## What is needed
Search each line below for the word "RawElement" and list those that contain it.

## Source data
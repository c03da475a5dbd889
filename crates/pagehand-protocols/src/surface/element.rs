//! Live element and page types reported by a driver.

use serde::{Deserialize, Serialize};

/// Opaque reference to a live element, minted by the driver.
///
/// A handle stays valid for as long as the element is attached to the
/// document; it means nothing to any other surface.
#[derive(Debug, Clone, Copy, PartialEq, Eq, Hash, Serialize, Deserialize)]
pub struct ElementHandle(pub u64);

impl std::fmt::Display for ElementHandle {
    fn fmt(&self, f: &mut std::fmt::Formatter<'_>) -> std::fmt::Result {
        write!(f, "#{}", self.0)
    }
}

/// Viewport dimensions in CSS pixels.
#[derive(Debug, Clone, Copy, PartialEq, Serialize, Deserialize)]
pub struct Viewport {
    pub width: f64,
    pub height: f64,
}

impl Default for Viewport {
    fn default() -> Self {
        Self {
            width: 1280.0,
            height: 720.0,
        }
    }
}

/// Bounding box for an element, relative to the viewport.
#[derive(Debug, Clone, Copy, PartialEq, Serialize, Deserialize, Default)]
pub struct BoundingBox {
    pub x: f64,
    pub y: f64,
    pub width: f64,
    pub height: f64,
}

impl BoundingBox {
    pub fn new(x: f64, y: f64, width: f64, height: f64) -> Self {
        Self { x, y, width, height }
    }

    /// Whether the box has a non-zero area.
    pub fn has_area(&self) -> bool {
        self.width > 0.0 && self.height > 0.0
    }

    /// Check if this box intersects with another.
    pub fn intersects(&self, other: &BoundingBox) -> bool {
        self.x < other.x + other.width
            && self.x + self.width > other.x
            && self.y < other.y + other.height
            && self.y + self.height > other.y
    }

    /// Check if at least part of this box lies inside the viewport.
    pub fn is_visible_in_viewport(&self, viewport: &Viewport) -> bool {
        let vp_box = BoundingBox::new(0.0, 0.0, viewport.width, viewport.height);
        self.intersects(&vp_box)
    }
}

/// The fixed attribute set captured for every element.
#[derive(Debug, Clone, PartialEq, Serialize, Deserialize, Default)]
#[serde(rename_all = "camelCase")]
pub struct ElementAttributes {
    #[serde(skip_serializing_if = "Option::is_none")]
    pub id: Option<String>,
    #[serde(skip_serializing_if = "Option::is_none")]
    pub class: Option<String>,
    #[serde(skip_serializing_if = "Option::is_none")]
    pub name: Option<String>,
    #[serde(skip_serializing_if = "Option::is_none")]
    pub r#type: Option<String>,
    #[serde(skip_serializing_if = "Option::is_none")]
    pub placeholder: Option<String>,
    #[serde(skip_serializing_if = "Option::is_none")]
    pub aria_label: Option<String>,
    #[serde(skip_serializing_if = "Option::is_none")]
    pub href: Option<String>,
    #[serde(skip_serializing_if = "Option::is_none")]
    pub value: Option<String>,
    #[serde(skip_serializing_if = "Option::is_none")]
    pub title: Option<String>,
}

impl ElementAttributes {
    /// Non-empty attributes as `(name, value)` pairs, in a stable order.
    pub fn pairs(&self) -> Vec<(&'static str, &str)> {
        [
            ("id", &self.id),
            ("class", &self.class),
            ("name", &self.name),
            ("type", &self.r#type),
            ("placeholder", &self.placeholder),
            ("aria-label", &self.aria_label),
            ("href", &self.href),
            ("value", &self.value),
            ("title", &self.title),
        ]
        .into_iter()
        .filter_map(|(k, v)| v.as_deref().filter(|s| !s.is_empty()).map(|s| (k, s)))
        .collect()
    }
}

/// An element as reported by the driver, before snapshot filtering.
#[derive(Debug, Clone, PartialEq, Serialize, Deserialize)]
#[serde(rename_all = "camelCase")]
pub struct RawElement {
    pub handle: ElementHandle,
    pub tag: String,
    #[serde(default)]
    pub role: Option<String>,
    /// Visible text, untruncated.
    #[serde(default)]
    pub text: String,
    #[serde(default)]
    pub attributes: ElementAttributes,
    /// Clickable or editable (links, buttons, inputs, ARIA widgets, handlers).
    pub interactive: bool,
    /// Not `display:none` / `visibility:hidden`.
    pub visible: bool,
    pub bounding_box: BoundingBox,
}

impl RawElement {
    /// Whether this element accepts typed text.
    pub fn is_text_input(&self) -> bool {
        let tag = self.tag.to_ascii_lowercase();
        if tag == "textarea" {
            return true;
        }
        if tag != "input" {
            return self.role.as_deref() == Some("textbox");
        }
        !matches!(
            self.attributes.r#type.as_deref().map(str::to_ascii_lowercase).as_deref(),
            Some("button" | "submit" | "reset" | "checkbox" | "radio" | "image" | "file" | "hidden")
        )
    }
}

/// Document readiness, as in `document.readyState`.
#[derive(Debug, Clone, Copy, PartialEq, Eq, Serialize, Deserialize)]
#[serde(rename_all = "lowercase")]
pub enum ReadyState {
    Loading,
    Interactive,
    Complete,
}

/// Top-level information about the page currently on a surface.
#[derive(Debug, Clone, PartialEq, Serialize, Deserialize)]
#[serde(rename_all = "camelCase")]
pub struct PageInfo {
    pub url: String,
    pub title: String,
    pub ready_state: ReadyState,
    #[serde(default)]
    pub viewport: Viewport,
}

/// Scroll request understood by the driver.
#[derive(Debug, Clone, Copy, PartialEq, Serialize, Deserialize)]
#[serde(tag = "mode", rename_all = "camelCase")]
pub enum ScrollCommand {
    /// Relative scroll in CSS pixels.
    By { dx: f64, dy: f64 },
    Top,
    Bottom,
}

/// Session history navigation.
#[derive(Debug, Clone, Copy, PartialEq, Eq, Serialize, Deserialize)]
#[serde(rename_all = "lowercase")]
pub enum HistoryStep {
    Back,
    Forward,
    Reload,
}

## Answer space
pub struct RawElement {
impl RawElement {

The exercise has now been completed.